The complexity of calculating a fatality rate in order to model the spread of Covid-19. From “Why It’s So Freaking Hard To Make A Good COVID-19 Model” by Maggie Koerth, Laura Bronner, and Jasmine Mithani for fivethirtyeight.com.
Rather than reducing complexity (to generate sensationalist and attention-grabbing clicks), some of the most responsible visualization is working to explain the complexity behind our current crisis. This is the case in the above graphic. The journalists walk us through why even calculating a simple input like the fatality rate depends on many other variables, both known and unknown.
All that said, public health communication really does need good visualization and data science right now. One of the exciting developments on the responsible-vis horizon is a new program from the Data Visualization Society that matches people with visualization skills to organizations working on Covid-19 that need their help. This is a great way to lend a hand, concretely, to the organizations who need help communicating their data during this crisis.
Q: How can we as individuals best make sense of and put into context all the data being reported, almost by the minute, in some cases?
A: One of my students said something wise to me this week.
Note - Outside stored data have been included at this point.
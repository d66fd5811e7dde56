//! Reconciler - decides when to refresh the store registry.

use std::sync::Arc;

use tokio::sync::mpsc;
use tokio::task::JoinHandle;

use super::gate::{delete_prompt, Confirm};
use crate::backend::{HttpBackend, StoreBackend};
use crate::config::{DashboardConfig, PostCreatePolicy};
use crate::error::FetchError;
use crate::observability::{notice_channel, Notice, NoticeKind, Notifier};
use crate::presentation::StatusClass;
use crate::state::{ActionAck, Session};

/// Result of one refresh.
#[derive(Debug, Clone, Copy, PartialEq, Eq)]
pub enum RefreshOutcome {
    /// Registry replaced with `count` stores
    Applied { seq: u64, count: usize },
    /// Response arrived after a newer refresh had been applied
    Stale { seq: u64 },
    /// List request failed; registry unchanged
    Failed { seq: u64 },
}

impl RefreshOutcome {
    pub fn is_applied(&self) -> bool {
        matches!(self, Self::Applied { .. })
    }
}

/// Result of a create action.
#[derive(Debug)]
pub enum CreateOutcome {
    /// Another create was still in flight; nothing was sent
    Rejected,
    /// Backend acknowledged the request; `follow_up` is the scheduled refresh
    Requested {
        ack: ActionAck,
        follow_up: JoinHandle<()>,
    },
    /// Request failed. A follow-up refresh is still scheduled when the
    /// backend answered at all.
    Failed {
        error: FetchError,
        follow_up: Option<JoinHandle<()>>,
    },
}

impl CreateOutcome {
    /// The scheduled follow-up refresh, if any
    pub fn follow_up(self) -> Option<JoinHandle<()>> {
        match self {
            Self::Rejected => None,
            Self::Requested { follow_up, .. } => Some(follow_up),
            Self::Failed { follow_up, .. } => follow_up,
        }
    }
}

/// Result of a delete action.
#[derive(Debug)]
pub enum DeleteOutcome {
    /// Operator said no; nothing was sent
    Declined,
    Requested {
        ack: ActionAck,
        refresh: RefreshOutcome,
    },
    Failed {
        error: FetchError,
        refresh: Option<RefreshOutcome>,
    },
}

/// Keeps the session registry in line with the backend.
///
/// Refreshes happen on mount, on demand, after a create (delayed or
/// polled, see [`PostCreatePolicy`]) and right after a delete. There is no
/// background polling beyond that.
pub struct Reconciler<B: ?Sized> {
    backend: Arc<B>,
    session: Session,
    notifier: Notifier,
    post_create: PostCreatePolicy,
}

impl<B: ?Sized> Clone for Reconciler<B> {
    fn clone(&self) -> Self {
        Self {
            backend: Arc::clone(&self.backend),
            session: self.session.clone(),
            notifier: self.notifier.clone(),
            post_create: self.post_create,
        }
    }
}

impl Reconciler<HttpBackend> {
    /// HTTP reconciler for `config`, with a fresh session and the
    /// receiving end of its notice channel.
    pub fn from_config(
        config: &DashboardConfig,
    ) -> Result<(Self, mpsc::UnboundedReceiver<Notice>), FetchError> {
        let backend = Arc::new(HttpBackend::new(config)?);
        let (notifier, notices) = notice_channel();
        let reconciler = Self::new(backend, Session::new(), notifier)
            .with_post_create(config.post_create.policy());
        Ok((reconciler, notices))
    }
}

impl<B> Reconciler<B>
where
    B: StoreBackend + ?Sized + 'static,
{
    pub fn new(backend: Arc<B>, session: Session, notifier: Notifier) -> Self {
        Self {
            backend,
            session,
            notifier,
            post_create: PostCreatePolicy::default(),
        }
    }

    pub fn with_post_create(mut self, policy: PostCreatePolicy) -> Self {
        self.post_create = policy;
        self
    }

    pub fn session(&self) -> &Session {
        &self.session
    }

    pub fn backend(&self) -> &B {
        &self.backend
    }

    /// Initial refresh when the dashboard comes up
    pub async fn mount(&self) -> RefreshOutcome {
        tracing::info!("Mounting dashboard");
        self.refresh().await
    }

    /// List stores and replace the registry.
    ///
    /// Never fails: a failed list leaves the registry as it was and still
    /// clears this refresh's share of `loading`.
    pub async fn refresh(&self) -> RefreshOutcome {
        let ticket = self.session.begin_refresh();
        let seq = ticket.seq();

        match self.backend.list_stores().await {
            Ok(stores) => {
                let count = stores.len();
                if ticket.apply(stores) {
                    tracing::debug!(seq, count, "Store registry replaced");
                    RefreshOutcome::Applied { seq, count }
                } else {
                    tracing::debug!(seq, "Discarding response from superseded refresh");
                    RefreshOutcome::Stale { seq }
                }
            }
            Err(e) => {
                ticket.release();
                self.notifier.emit(Notice::new(
                    NoticeKind::RefreshFailed,
                    format!("Failed to refresh stores: {}", e),
                ));
                RefreshOutcome::Failed { seq }
            }
        }
    }

    /// Request a new store.
    ///
    /// `creating` stays high only for the request round-trip. Once the
    /// backend answers, one follow-up refresh is scheduled; the registry is
    /// not touched optimistically.
    pub async fn create_store(&self) -> CreateOutcome {
        let Some(guard) = self.session.try_begin_create() else {
            self.notifier.emit(Notice::new(
                NoticeKind::CreateRejected,
                "A create request is already in flight",
            ));
            return CreateOutcome::Rejected;
        };

        let result = self.backend.create_store().await;
        drop(guard);

        match result {
            Ok(ack) => {
                let message = match &ack.store_id {
                    Some(id) => format!("Provisioning started for {}", id),
                    None => "Store creation requested".to_string(),
                };
                let mut notice = Notice::new(NoticeKind::CreateRequested, message);
                notice.store_id = ack.store_id.clone();
                self.notifier.emit(notice);

                let follow_up = self.schedule_post_create(ack.store_id.clone());
                CreateOutcome::Requested { ack, follow_up }
            }
            Err(error) => {
                self.notifier.emit(Notice::new(
                    NoticeKind::CreateFailed,
                    format!("Create request failed: {}", error),
                ));
                let follow_up = error
                    .is_acknowledged()
                    .then(|| self.schedule_post_create(None));
                CreateOutcome::Failed { error, follow_up }
            }
        }
    }

    /// Delete a store after the operator confirms, then refresh at once.
    pub async fn delete_store(&self, store_id: &str, confirm: &dyn Confirm) -> DeleteOutcome {
        if !confirm.confirm(&delete_prompt(store_id)) {
            tracing::debug!(store_id = %store_id, "Delete declined");
            return DeleteOutcome::Declined;
        }

        match self.backend.delete_store(store_id).await {
            Ok(ack) => {
                self.notifier.emit(
                    Notice::new(
                        NoticeKind::DeleteRequested,
                        format!("Deletion started for {}", store_id),
                    )
                    .for_store(store_id),
                );
                let refresh = self.refresh().await;
                DeleteOutcome::Requested { ack, refresh }
            }
            Err(error) => {
                self.notifier.emit(
                    Notice::new(
                        NoticeKind::DeleteFailed,
                        format!("Delete request for {} failed: {}", store_id, error),
                    )
                    .for_store(store_id),
                );
                let refresh = if error.is_acknowledged() {
                    Some(self.refresh().await)
                } else {
                    None
                };
                DeleteOutcome::Failed { error, refresh }
            }
        }
    }

    fn schedule_post_create(&self, store_id: Option<String>) -> JoinHandle<()> {
        let this = self.clone();
        tokio::spawn(async move { this.run_post_create(store_id).await })
    }

    async fn run_post_create(&self, store_id: Option<String>) {
        match self.post_create {
            PostCreatePolicy::Delay(delay) => {
                tracing::debug!(delay = ?delay, "Post-create refresh scheduled");
                tokio::time::sleep(delay).await;
                self.refresh().await;
            }
            PostCreatePolicy::Poll {
                interval,
                max_attempts,
            } => {
                for attempt in 1..=max_attempts {
                    tokio::time::sleep(interval).await;
                    let outcome = self.refresh().await;
                    if !matches!(outcome, RefreshOutcome::Failed { .. })
                        && self.provisioning_settled(store_id.as_deref())
                    {
                        let mut notice = Notice::new(
                            NoticeKind::ProvisioningSettled,
                            format!("Provisioning settled after {} refresh(es)", attempt),
                        );
                        notice.store_id = store_id.clone();
                        self.notifier.emit(notice);
                        return;
                    }
                    tracing::debug!(attempt, max_attempts, "Store still provisioning");
                }

                let mut notice = Notice::new(
                    NoticeKind::PollExhausted,
                    format!(
                        "Still provisioning after {} refreshes; refresh manually to follow up",
                        max_attempts
                    ),
                );
                notice.store_id = store_id;
                self.notifier.emit(notice);
            }
        }
    }

    /// Whether the created store has left the provisioning class. Without an
    /// id, every store must have left it, and an empty list has not settled.
    fn provisioning_settled(&self, store_id: Option<&str>) -> bool {
        let settled = |status: &str| StatusClass::of(status) != StatusClass::Provisioning;
        self.session.read(|state| match store_id {
            Some(id) => state
                .registry()
                .get(id)
                .is_some_and(|store| settled(&store.status)),
            None => {
                !state.stores().is_empty()
                    && state.stores().iter().all(|store| settled(&store.status))
            }
        })
    }
}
As she was describing her obsession with checking the news every couple minutes, she reflected, “I realized that I’m looking for answers that I cannot find, because nobody knows them.” She's right. At this point, nobody can truly answer our most basic questions: “When will this end? Will I lose my job? When will my kids return to school? Are my loved ones safe? How will my community be changed by this?”
No amount of data science or data visualization can solve these questions for us and give us the peace of mind we are craving. It is an inherently uncertain time, and we are in the middle of it. Rather than obsessively seeking information like case counts and scenario models to give us peace, I have been telling students to practice self-care and community-care as a way to direct their attention to things they have more control over. For example, in our local communities, Covid-19 is already having a disproportionate impact on the elderly, on health care workers, on first responders, on domestic workers, on single parents, on incarcerated people, and more. Below is one effective graphic that highlights these disproportionate impacts.
From “Coronavirus quarantine: only one in four Americans can work from home” by Mona Chalabi for The Guardian.
As the graphic shows, there is a great dimension of privilege in the people who are able to work from home: The vast majority of folks who can earn money from home are in the richest 25 percent of workers. This attention to how power and privilege play out unequally in data is also a throughline in Lauren F. Klein and my recently published book, “Data Feminism.” A feminist approach demands that we use data science and visualization to expose inequality and work toward equity.
So while it is important to (responsibly) track and visualize death rates from Covid-19, how do we also focus our attention on efforts to support the groups who are most directly and unfairly impacted by this crisis, to get them the care, equipment and the economic security that they need? The reality — even amidst this great uncertainty — is that we can all take action now, in our local communities, to support each other.